Mais le vrai reproche que, sans le dire et peut-être sans le savoir, tous les critiques font à ce livre délicieux, c’est justement ce qui en fait le prix inestimable ; mais c’est aussi bien ce que des rationalistes ou semi-rationalistes ne pouvaient plus comprendre, — le sens intime, la profonde beauté morale de l’ouvrage, son esprit merveilleusement et naïvement chrétien. Est-ce pour quelques erreurs de dates ou pour quelques méprises sur des questions de racines grecques, qu’on exécute un livre qui est la quintessence de l’esprit évangélique, le manuel accompli, le bréviaire du génie chrétien ? Il y a là-dessus une page lumineuse de Joseph de Maistre.
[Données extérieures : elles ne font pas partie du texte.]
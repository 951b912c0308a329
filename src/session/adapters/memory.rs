//! In-memory session repository.

use crate::session::{
    domain::{Session, SessionId},
    ports::{SessionRepository, SessionRepositoryError, SessionRepositoryResult},
};
use async_trait::async_trait;
use std::collections::BTreeMap;
use std::sync::{Arc, PoisonError, RwLock};

type SessionMap = BTreeMap<SessionId, Arc<Session>>;

/// Thread-safe in-memory session repository.
#[derive(Debug, Clone, Default)]
pub struct InMemorySessionRepository {
    sessions: Arc<RwLock<SessionMap>>,
}

fn poisoned<T>(err: &PoisonError<T>) -> SessionRepositoryError {
    SessionRepositoryError::persistence(std::io::Error::other(err.to_string()))
}

impl InMemorySessionRepository {
    /// Creates an empty repository.
    #[must_use]
    pub fn new() -> Self {
        Self::default()
    }
}

#[async_trait]
impl SessionRepository for InMemorySessionRepository {
    async fn save(&self, session: &Arc<Session>) -> SessionRepositoryResult<()> {
        let mut sessions = self.sessions.write().map_err(|err| poisoned(&err))?;
        sessions.insert(session.id(), Arc::clone(session));
        Ok(())
    }

    async fn find_by_id(&self, id: SessionId) -> SessionRepositoryResult<Option<Arc<Session>>> {
        let sessions = self.sessions.read().map_err(|err| poisoned(&err))?;
        Ok(sessions.get(&id).cloned())
    }

    async fn find_all(&self) -> SessionRepositoryResult<Vec<Arc<Session>>> {
        let sessions = self.sessions.read().map_err(|err| poisoned(&err))?;
        Ok(sessions.values().cloned().collect())
    }

    async fn exists(&self, id: SessionId) -> SessionRepositoryResult<bool> {
        let sessions = self.sessions.read().map_err(|err| poisoned(&err))?;
        Ok(sessions.contains_key(&id))
    }

    async fn count(&self) -> SessionRepositoryResult<usize> {
        let sessions = self.sessions.read().map_err(|err| poisoned(&err))?;
        Ok(sessions.len())
    }

    async fn delete(&self, id: SessionId) -> SessionRepositoryResult<bool> {
        let mut sessions = self.sessions.write().map_err(|err| poisoned(&err))?;
        Ok(sessions.remove(&id).is_some())
    }
}
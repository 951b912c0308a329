//! Error types for catalog values, resource reads, and prompt rendering.

use crate::error::ErrorKind;
use std::sync::Arc;
use thiserror::Error;

/// Failure type returned by resource readers and prompt generators.
pub type ProviderError = Box<dyn std::error::Error + Send + Sync>;

/// Errors returned while constructing catalog values.
#[derive(Debug, Clone, Error, PartialEq, Eq)]
pub enum CatalogError {
    /// The resource URI lacks a scheme or a scheme-specific part.
    #[error("resource URI '{0}' is invalid (expected '<scheme>:<path>')")]
    InvalidResourceUri(String),

    /// The resource display name is empty after trimming.
    #[error("resource name must not be empty")]
    EmptyResourceName,

    /// The prompt name is empty after trimming.
    #[error("prompt name must not be empty")]
    EmptyPromptName,

    /// The prompt name does not match the name pattern.
    #[error(
        "prompt name '{0}' is invalid (must start with a letter and contain only letters, digits, '_' or '-', at most 64 characters)"
    )]
    InvalidPromptName(String),

    /// A prompt argument name is empty after trimming.
    #[error("prompt argument name must not be empty")]
    EmptyArgumentName,
}

impl CatalogError {
    /// Returns the coarse error category.
    #[must_use]
    pub const fn kind(&self) -> ErrorKind {
        ErrorKind::Validation
    }
}

/// Errors returned by [`super::Resource::read`].
#[derive(Debug, Clone, Error)]
pub enum ResourceReadError {
    /// The resource is registered without a reader.
    #[error("resource '{uri}' has no reader configured")]
    NoReader {
        /// Resource URI.
        uri: String,
    },

    /// The reader reported a failure.
    #[error("failed to read resource '{uri}': {cause}")]
    Failed {
        /// Resource URI.
        uri: String,
        /// Error reported by the reader.
        cause: Arc<dyn std::error::Error + Send + Sync>,
    },
}

/// Errors returned by [`super::Prompt::render`].
#[derive(Debug, Clone, Error)]
pub enum PromptGenerationError {
    /// A required argument was not supplied.
    #[error("prompt '{prompt}' requires argument '{argument}'")]
    MissingArgument {
        /// Prompt name.
        prompt: String,
        /// Missing argument name.
        argument: String,
    },

    /// The prompt is registered without a generator.
    #[error("prompt '{prompt}' has no generator configured")]
    NoGenerator {
        /// Prompt name.
        prompt: String,
    },

    /// The generator reported a failure.
    #[error("failed to render prompt '{prompt}': {cause}")]
    Failed {
        /// Prompt name.
        prompt: String,
        /// Error reported by the generator.
        cause: Arc<dyn std::error::Error + Send + Sync>,
    },
}

impl PromptGenerationError {
    /// Returns the coarse error category.
    ///
    /// Missing arguments are caller mistakes; generator failures are not
    /// classified and yield `None`.
    #[must_use]
    pub const fn kind(&self) -> Option<ErrorKind> {
        match self {
            Self::MissingArgument { .. } => Some(ErrorKind::Validation),
            Self::NoGenerator { .. } | Self::Failed { .. } => None,
        }
    }
}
Un saint, dont le nom m’échappe, eut une vision : il vit Satan debout devant le trône de Dieu. Et, ayant prêté l’oreille, il entendit l’esprit malin qui disait : « Pourquoi m’as-tu damné, moi qui ne t’ai offensé qu’une fois, tandis que tu sauves des milliers d’hommes qui t’ont offensé tant de fois ? » Dieu lui répondit : « M’as-tu demandé pardon une fois ? » Voilà la mythologie chrétienne. C’est la vérité dramatique qui a sa valeur et son effet indépendamment de la vérité littérale, et qui n’y gagnerait même rien. Que le saint ait ou n’ait pas entendu le mot sublime que je viens de citer, qu’importe ? Le grand point est de savoir que le pardon n’est refusé qu’à celui qui ne l’a pas demandé[1].
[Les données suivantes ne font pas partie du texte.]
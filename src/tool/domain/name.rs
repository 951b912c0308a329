//! Validated tool name.

use super::ToolDomainError;
use serde::{Deserialize, Serialize};
use std::fmt;

/// Maximum length for tool and prompt names.
pub(crate) const MAX_NAME_LENGTH: usize = 64;

/// Returns `true` when `value` matches `[A-Za-z][A-Za-z0-9_-]{0,63}`.
pub(crate) fn matches_name_pattern(value: &str) -> bool {
    let mut characters = value.chars();
    let Some(first) = characters.next() else {
        return false;
    };

    value.len() <= MAX_NAME_LENGTH
        && first.is_ascii_alphabetic()
        && characters.all(|c| c.is_ascii_alphanumeric() || c == '_' || c == '-')
}

/// Validated tool name.
///
/// Names are case-sensitive and must match `[A-Za-z][A-Za-z0-9_-]{0,63}`.
///
/// # Examples
///
/// ```
/// use parley::tool::domain::ToolName;
///
/// let name = ToolName::new("read_file").expect("valid name");
/// assert_eq!(name.as_str(), "read_file");
/// assert!(ToolName::new("1st").is_err());
/// ```
#[derive(Debug, Clone, PartialEq, Eq, Hash, PartialOrd, Ord, Serialize, Deserialize)]
#[serde(try_from = "String", into = "String")]
pub struct ToolName(String);

impl ToolName {
    /// Creates a validated tool name.
    ///
    /// Surrounding whitespace is trimmed before validation.
    ///
    /// # Errors
    ///
    /// Returns [`ToolDomainError::EmptyToolName`] when the value is empty
    /// after trimming or [`ToolDomainError::InvalidToolName`] when it does
    /// not match the name pattern.
    pub fn new(value: impl Into<String>) -> Result<Self, ToolDomainError> {
        let raw = value.into();
        let normalized = raw.trim();

        if normalized.is_empty() {
            return Err(ToolDomainError::EmptyToolName);
        }

        if !matches_name_pattern(normalized) {
            return Err(ToolDomainError::InvalidToolName(raw));
        }

        Ok(Self(normalized.to_owned()))
    }

    /// Returns the tool name as a string slice.
    #[must_use]
    pub fn as_str(&self) -> &str {
        &self.0
    }
}

impl TryFrom<String> for ToolName {
    type Error = ToolDomainError;

    fn try_from(value: String) -> Result<Self, Self::Error> {
        Self::new(value)
    }
}

impl From<ToolName> for String {
    fn from(value: ToolName) -> Self {
        value.0
    }
}

impl AsRef<str> for ToolName {
    fn as_ref(&self) -> &str {
        self.as_str()
    }
}

impl fmt::Display for ToolName {
    fn fmt(&self, f: &mut fmt::Formatter<'_>) -> fmt::Result {
        f.write_str(&self.0)
    }
}
//! Message author roles.

use serde::{Deserialize, Serialize};
use std::fmt;
use std::str::FromStr;
use thiserror::Error;

/// The author of a message.
#[derive(Debug, Clone, Copy, PartialEq, Eq, Hash, Serialize, Deserialize)]
#[serde(rename_all = "lowercase")]
pub enum Role {
    /// The human or client side of the conversation.
    User,
    /// The language model.
    Assistant,
}

impl Role {
    /// Returns the canonical lowercase name.
    #[must_use]
    pub const fn as_str(self) -> &'static str {
        match self {
            Self::User => "user",
            Self::Assistant => "assistant",
        }
    }
}

impl fmt::Display for Role {
    fn fmt(&self, f: &mut fmt::Formatter<'_>) -> fmt::Result {
        f.write_str(self.as_str())
    }
}

/// Error returned when parsing an unknown role.
#[derive(Debug, Clone, Error, PartialEq, Eq)]
#[error("unknown role: {0}")]
pub struct ParseRoleError(String);

impl FromStr for Role {
    type Err = ParseRoleError;

    fn from_str(value: &str) -> Result<Self, Self::Err> {
        match value {
            "user" => Ok(Self::User),
            "assistant" => Ok(Self::Assistant),
            other => Err(ParseRoleError(other.to_owned())),
        }
    }
}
Eh ! bien, ce sens intérieur, ce don de seconde vue religieuse, n’ont jamais fait défaut à Jacques de Voragine. Sur ces points, les seuls qui importent, son tact est infaillible. Lisez sa vie de saint Jean l’Aumônier, de saint Basile ou de saint Grégoire, de saint Martin ou de saint Furcy, de saint Antoine ou de saint Loup : pas un

  1. Lettres et opuscules, Paris, 1851, t. I, p. 235.